=== Try it ===
Look through the material below and report every line that includes "Result".
*** Records Section Begins ***
impl Variable {
    fn new(name: impl Into<String>, kind: VariableKind, default: Value) -> Self {
        Self {
            name: name.into(),
            description: String::new(),
            kind,
            value: default.clone(),
            default,
            observers: Vec::new(),
        }
    }

    /// Boolean variable with the default `False`/`True` tags
    pub fn bool(name: impl Into<String>, default: bool) -> Self {
        Self::new(
            name,
            VariableKind::Bool {
                tags: ["False".to_string(), "True".to_string()],
            },
            Value::Bool(default),
        )
    }

    /// Integer variable without an enforced range
    pub fn int(name: impl Into<String>, default: i64) -> Self {
        Self::new(
            name,
            VariableKind::Int {
                default_range: (0, 100),
                allowed_range: None,
            },
            Value::Int(default),
        )
    }

    /// Integer variable restricted to the inclusive range `[lo, hi]`
    pub fn int_range(name: impl Into<String>, default: i64, lo: i64, hi: i64) -> Self {
        let (lo, hi) = (lo.min(hi), lo.max(hi));
        Self::new(
            name,
            VariableKind::Int {
                default_range: (lo, hi),
                allowed_range: Some((lo, hi)),
            },
            Value::Int(default),
        )
    }

    /// Float variable without an enforced range
    pub fn float(name: impl Into<String>, default: f64) -> Self {
        Self::new(
            name,
            VariableKind::Float {
                default_range: (0.0, 1.0),
                allowed_range: None,
            },
            Value::Float(default),
        )
    }

    /// Float variable restricted to the inclusive range `[lo, hi]`
    pub fn float_range(name: impl Into<String>, default: f64, lo: f64, hi: f64) -> Self {
        let (lo, hi) = (lo.min(hi), lo.max(hi));
        Self::new(
            name,
            VariableKind::Float {
                default_range: (lo, hi),
                allowed_range: Some((lo, hi)),
            },
            Value::Float(default),
        )
    }

    /// Option variable; `default` is the name of the initially selected option
    ///
    /// An unknown default name selects the first option.
    pub fn option<S: Into<String>>(
        name: impl Into<String>,
        default: &str,
        options: impl IntoIterator<Item = S>,
    ) -> Self {
        let options: Vec<String> = options.into_iter().map(Into::into).collect();
        let index = options.iter().position(|o| o == default).unwrap_or(0);
        Self::new(name, VariableKind::Option { options }, Value::Option(index))
    }

    /// Unconstrained string variable
    pub fn string(name: impl Into<String>, default: impl Into<String>) -> Self {
        Self::new(name, VariableKind::Str, Value::Str(default.into()))
    }

    /// Color sequence variable
    pub fn color_sequence(name: impl Into<String>, default: ColorSequence) -> Self {
        Self::new(name, VariableKind::ColorSequence, Value::ColorSequence(default))
    }

    /// Attach a human-readable description
    pub fn with_description(mut self, description: impl Into<String>) -> Self {
        self.description = description.into();
        self
    }

    /// Override the UI hint range of a numeric variable
    pub fn with_default_range(mut self, lo: f64, hi: f64) -> Self {
        match &mut self.kind {
            VariableKind::Int { default_range, .. } => {
                *default_range = (lo.round() as i64, hi.round() as i64);
            }
            VariableKind::Float { default_range, .. } => *default_range = (lo, hi),
            _ => {}
        }
        self
    }

    /// Override the display tags of a boolean variable
    pub fn with_tags(mut self, off: impl Into<String>, on: impl Into<String>) -> Self {
        if let VariableKind::Bool { tags } = &mut self.kind {
            *tags = [off.into(), on.into()];
        }
        self
    }

    /// Register an observer at declaration time
    pub fn with_observer(mut self, observer: Observer) -> Self {
        self.observers.push(observer);
        self
    }

    /// Variable name
    pub fn name(&self) -> &str {
        &self.name
    }

    /// Human-readable description
    pub fn description(&self) -> &str {
        &self.description
    }

    /// Validation rules
    pub fn kind(&self) -> &VariableKind {
        &self.kind
    }

    /// Declared default value
    pub fn default_value(&self) -> &Value {
        &self.default
    }

    /// Current value
    pub fn value(&self) -> &Value {
        &self.value
    }

    /// Name of the currently selected option, for option variables
    pub fn selected_option(&self) -> Option<&str> {
        match (&self.kind, &self.value) {
            (VariableKind::Option { options }, Value::Option(index)) => {
                options.get(*index).map(String::as_str)
            }
            _ => None,
        }
    }

    /// Append an observer; observers run in registration order
    pub fn add_observer(&mut self, observer: Observer) {
        self.observers.push(observer);
    }

    /// Check `raw` against this variable's type and range
    ///
    /// Returns the normalized value to store: integers widen to floats for
    /// float variables and option names resolve to their index.
    pub fn validate(&self, raw: &Value) -> Result<Value> {
        let reject = |reason: String| Err(LightstackError::validation(&self.name, raw, reason));

        match (&self.kind, raw) {
            (VariableKind::Bool { .. }, Value::Bool(v)) => Ok(Value::Bool(*v)),

            (VariableKind::Int { allowed_range, .. }, Value::Int(v)) => match allowed_range {
                Some((lo, hi)) if v < lo || v > hi => {
                    reject(format!("outside allowed range [{}, {}]", lo, hi))
                }
                _ => Ok(Value::Int(*v)),
            },

            (VariableKind::Float { .. }, Value::Int(v)) => self.validate(&Value::Float(*v as f64)),
            (VariableKind::Float { allowed_range, .. }, Value::Float(v)) => {
                let v = *v;
                if !v.is_finite() {
                    return reject("not a finite number".to_string());
                }
                match allowed_range {
                    Some((lo, hi)) if v < *lo || v > *hi => {
                        reject(format!("outside allowed range [{}, {}]", lo, hi))
                    }
                    _ => Ok(Value::Float(v)),
                }
            }

            (VariableKind::Option { options }, Value::Option(index)) => {
                if *index < options.len() {
                    Ok(Value::Option(*index))
                } else {
                    reject(format!("index must be below {}", options.len()))
                }
            }
            (VariableKind::Option { options }, Value::Str(name)) => {
                match options.iter().position(|o| o == name) {
                    Some(index) => Ok(Value::Option(index)),
                    None => reject(format!("not one of {:?}", options)),
                }
            }

            (VariableKind::Str, Value::Str(v)) => Ok(Value::Str(v.clone())),

            (VariableKind::ColorSequence, Value::ColorSequence(seq)) => {
                Ok(Value::ColorSequence(seq.clone()))
            }

            (kind, other) => reject(format!(
                "expected {:?}, got {}",
                kind.type_tag(),
                other.variant_name()
            )),
        }
    }

    /// Serialize a value of this variable to text
    pub fn serialize(&self, value: &Value) -> String {
        value.to_json().to_string()
    }

    /// Parse text produced by [`Variable::serialize`] (or typed by a human)
    ///
    /// Text that is not valid JSON is taken as a bare string, which lets
    /// option names and plain strings be sent without quoting.
    pub fn deserialize(&self, text: &str) -> Result<Value> {
        let parsed = serde_json::from_str::<JsonValue>(text.trim());
        if let VariableKind::Str = self.kind {
            // strings are unconstrained: anything but a quoted JSON string is taken verbatim
            let value = match parsed {
                Ok(JsonValue::String(s)) => s,
                _ => text.to_string(),
            };
            return self.validate(&Value::Str(value));
        }
        let json = parsed.unwrap_or_else(|_| JsonValue::String(text.to_string()));
        self.from_json(&json)
    }

    /// Convert a JSON value into a validated value of this variable
    pub fn from_json(&self, json: &JsonValue) -> Result<Value> {
        let bad = || LightstackError::validation(&self.name, json, "cannot convert");

        let raw = match (&self.kind, json) {
            (VariableKind::Bool { .. }, JsonValue::Bool(v)) => Value::Bool(*v),
            (VariableKind::Int { .. }, JsonValue::Number(n)) => {
                Value::Int(n.as_i64().ok_or_else(bad)?)
            }
            (VariableKind::Float { .. }, JsonValue::Number(n)) => {
                Value::Float(n.as_f64().ok_or_else(bad)?)
            }
            (VariableKind::Option { .. }, JsonValue::Number(n)) => {
                let index = n.as_u64().ok_or_else(bad)?;
                Value::Option(usize::try_from(index).map_err(|_| bad())?)
            }
            (VariableKind::Option { .. }, JsonValue::String(name)) => Value::Str(name.clone()),
            (VariableKind::Str, JsonValue::String(v)) => Value::Str(v.clone()),
            (VariableKind::ColorSequence, JsonValue::Object(_)) => {
                Value::ColorSequence(serde_json::from_value(json.clone()).map_err(|_| bad())?)
            }
            // the scalar (cached) form of a sequence is its JSON text
            (VariableKind::ColorSequence, JsonValue::String(text)) => {
                let seq: ColorSequence = serde_json::from_str(text).map_err(|_| bad())?;
                Value::ColorSequence(seq)
            }
            _ => return Err(bad()),
        };
        self.validate(&raw)
    }

    /// Commit an already validated value
    pub(crate) fn commit(&mut self, value: Value) {
        self.value = value;
    }

    /// Run every observer with the current value, in registration order
    pub(crate) fn notify(&mut self) {
        let Self {
            name,
            value,
            observers,
            ..
        } = self;
        for observer in observers.iter_mut() {
            observer(name, value);
        }
    }

    /// Describe this variable for the control surface
    pub fn info(&self) -> VariableInfo {
        let (tags, default_range, allowed_range, options) = match &self.kind {
            VariableKind::Bool { tags } => (Some(tags.clone()), None, None, None),
            VariableKind::Int {
                default_range,
                allowed_range,
            } => (
                None,
                Some((default_range.0 as f64, default_range.1 as f64)),
                allowed_range.map(|(lo, hi)| (lo as f64, hi as f64)),
                None,
            ),
            VariableKind::Float {
                default_range,
                allowed_range,
            } => (None, Some(*default_range), *allowed_range, None),
            VariableKind::Option { options } => (None, None, None, Some(options.clone())),
            VariableKind::Str | VariableKind::ColorSequence => (None, None, None, None),
        };

        VariableInfo {
            name: self.name.clone(),
            type_tag: self.kind.type_tag(),
            description: self.description.clone(),
            default: self.default.to_json(),
            value: self.value.to_json(),
            tags,
            default_range,
            allowed_range,
            options,
        }
    }
}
*** Records Section Ends ***
=== Exercise response ===
    pub fn validate(&self, raw: &Value) -> Result<Value> {
    pub fn deserialize(&self, text: &str) -> Result<Value> {
    pub fn from_json(&self, json: &JsonValue) -> Result<Value> {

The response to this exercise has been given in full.